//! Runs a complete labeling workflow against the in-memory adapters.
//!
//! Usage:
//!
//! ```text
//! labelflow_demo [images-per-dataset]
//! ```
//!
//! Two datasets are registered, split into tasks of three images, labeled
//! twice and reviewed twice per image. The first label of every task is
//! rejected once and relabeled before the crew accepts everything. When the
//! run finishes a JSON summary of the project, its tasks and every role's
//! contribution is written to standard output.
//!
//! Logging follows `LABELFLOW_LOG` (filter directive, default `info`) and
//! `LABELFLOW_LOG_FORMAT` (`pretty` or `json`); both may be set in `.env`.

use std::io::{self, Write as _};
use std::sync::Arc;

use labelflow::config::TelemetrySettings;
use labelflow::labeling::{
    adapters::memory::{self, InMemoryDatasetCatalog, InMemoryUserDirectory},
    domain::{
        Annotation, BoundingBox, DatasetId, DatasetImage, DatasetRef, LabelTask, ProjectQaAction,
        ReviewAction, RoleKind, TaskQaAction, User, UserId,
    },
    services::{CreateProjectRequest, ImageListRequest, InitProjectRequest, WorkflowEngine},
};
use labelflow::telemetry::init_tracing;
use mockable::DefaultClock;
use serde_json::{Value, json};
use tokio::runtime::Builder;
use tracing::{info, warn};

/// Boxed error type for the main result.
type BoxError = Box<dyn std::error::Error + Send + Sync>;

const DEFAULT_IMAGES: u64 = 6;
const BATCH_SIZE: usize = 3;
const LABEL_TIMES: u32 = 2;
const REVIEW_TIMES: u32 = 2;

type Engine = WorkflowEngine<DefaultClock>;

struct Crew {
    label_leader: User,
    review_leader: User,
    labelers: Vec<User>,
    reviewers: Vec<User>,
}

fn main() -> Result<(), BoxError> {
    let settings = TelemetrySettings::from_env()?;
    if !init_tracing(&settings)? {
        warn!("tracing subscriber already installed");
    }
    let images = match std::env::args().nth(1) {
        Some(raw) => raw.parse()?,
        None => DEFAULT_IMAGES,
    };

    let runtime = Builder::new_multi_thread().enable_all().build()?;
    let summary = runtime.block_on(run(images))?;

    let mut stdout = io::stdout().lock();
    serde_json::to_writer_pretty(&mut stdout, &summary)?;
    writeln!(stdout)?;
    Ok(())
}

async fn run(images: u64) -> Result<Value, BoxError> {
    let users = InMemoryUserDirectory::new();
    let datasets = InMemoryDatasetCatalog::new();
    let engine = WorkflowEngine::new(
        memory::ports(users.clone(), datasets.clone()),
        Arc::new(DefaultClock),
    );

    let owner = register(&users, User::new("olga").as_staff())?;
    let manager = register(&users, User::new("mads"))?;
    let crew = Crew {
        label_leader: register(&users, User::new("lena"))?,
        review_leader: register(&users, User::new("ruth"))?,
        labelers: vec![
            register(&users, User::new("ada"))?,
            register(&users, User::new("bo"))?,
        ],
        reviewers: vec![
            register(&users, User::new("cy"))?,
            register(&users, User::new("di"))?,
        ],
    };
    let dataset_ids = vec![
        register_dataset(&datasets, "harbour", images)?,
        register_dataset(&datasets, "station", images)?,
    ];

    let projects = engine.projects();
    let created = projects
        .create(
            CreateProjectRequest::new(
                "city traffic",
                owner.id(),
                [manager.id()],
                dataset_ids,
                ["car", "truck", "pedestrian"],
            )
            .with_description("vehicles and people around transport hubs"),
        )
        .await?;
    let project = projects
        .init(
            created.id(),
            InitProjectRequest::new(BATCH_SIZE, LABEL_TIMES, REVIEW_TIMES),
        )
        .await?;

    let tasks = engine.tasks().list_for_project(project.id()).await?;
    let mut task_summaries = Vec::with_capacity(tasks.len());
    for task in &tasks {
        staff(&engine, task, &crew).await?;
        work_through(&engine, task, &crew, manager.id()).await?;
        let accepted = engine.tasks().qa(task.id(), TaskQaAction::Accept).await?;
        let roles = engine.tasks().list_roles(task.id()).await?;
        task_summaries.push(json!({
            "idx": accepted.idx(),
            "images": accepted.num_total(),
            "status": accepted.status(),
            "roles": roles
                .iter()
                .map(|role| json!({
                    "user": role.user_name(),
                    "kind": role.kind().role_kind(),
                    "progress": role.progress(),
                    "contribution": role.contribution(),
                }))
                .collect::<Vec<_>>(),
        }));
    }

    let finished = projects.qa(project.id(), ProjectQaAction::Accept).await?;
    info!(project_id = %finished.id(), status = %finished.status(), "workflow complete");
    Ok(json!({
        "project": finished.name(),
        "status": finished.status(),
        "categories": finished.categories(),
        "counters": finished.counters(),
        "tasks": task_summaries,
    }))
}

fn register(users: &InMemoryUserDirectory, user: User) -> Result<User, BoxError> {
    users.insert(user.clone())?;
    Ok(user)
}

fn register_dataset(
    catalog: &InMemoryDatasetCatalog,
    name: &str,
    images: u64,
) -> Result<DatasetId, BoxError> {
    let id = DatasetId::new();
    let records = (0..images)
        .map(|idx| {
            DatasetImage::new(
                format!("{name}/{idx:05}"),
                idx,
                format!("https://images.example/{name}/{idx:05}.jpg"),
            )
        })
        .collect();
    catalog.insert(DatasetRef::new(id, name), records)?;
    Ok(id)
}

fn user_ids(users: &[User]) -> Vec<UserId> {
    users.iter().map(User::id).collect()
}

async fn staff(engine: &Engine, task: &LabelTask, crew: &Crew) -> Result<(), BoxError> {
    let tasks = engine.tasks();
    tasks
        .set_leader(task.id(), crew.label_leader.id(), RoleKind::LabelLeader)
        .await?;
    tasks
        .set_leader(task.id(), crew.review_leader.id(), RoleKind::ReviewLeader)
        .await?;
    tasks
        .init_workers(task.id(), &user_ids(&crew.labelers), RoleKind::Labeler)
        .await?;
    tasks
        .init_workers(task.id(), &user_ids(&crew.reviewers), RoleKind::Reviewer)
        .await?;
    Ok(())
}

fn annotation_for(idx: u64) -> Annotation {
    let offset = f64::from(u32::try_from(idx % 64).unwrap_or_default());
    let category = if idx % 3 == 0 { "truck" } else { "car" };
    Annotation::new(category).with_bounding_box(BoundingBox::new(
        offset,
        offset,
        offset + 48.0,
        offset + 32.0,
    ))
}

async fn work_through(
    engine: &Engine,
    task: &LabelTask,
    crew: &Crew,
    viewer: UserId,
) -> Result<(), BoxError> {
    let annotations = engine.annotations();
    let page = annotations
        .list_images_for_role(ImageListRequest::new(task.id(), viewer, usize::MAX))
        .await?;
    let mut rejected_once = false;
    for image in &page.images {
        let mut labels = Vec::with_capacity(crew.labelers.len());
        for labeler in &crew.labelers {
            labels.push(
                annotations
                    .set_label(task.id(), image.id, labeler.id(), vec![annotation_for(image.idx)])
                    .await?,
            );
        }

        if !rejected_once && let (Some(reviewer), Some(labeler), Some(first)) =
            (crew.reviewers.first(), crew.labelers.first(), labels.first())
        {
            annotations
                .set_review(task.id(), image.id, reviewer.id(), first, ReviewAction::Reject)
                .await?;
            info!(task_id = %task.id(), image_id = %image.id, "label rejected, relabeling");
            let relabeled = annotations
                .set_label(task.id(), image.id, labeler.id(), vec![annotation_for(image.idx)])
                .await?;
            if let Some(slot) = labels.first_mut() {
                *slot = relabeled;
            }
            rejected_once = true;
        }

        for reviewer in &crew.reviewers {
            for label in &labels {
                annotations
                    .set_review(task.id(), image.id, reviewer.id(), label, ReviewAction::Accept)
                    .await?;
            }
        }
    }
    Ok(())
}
******
*PROBLEM DETAILS*
Write only the number of lines above that contain "records".

*EXERCISE OUTPUT*
2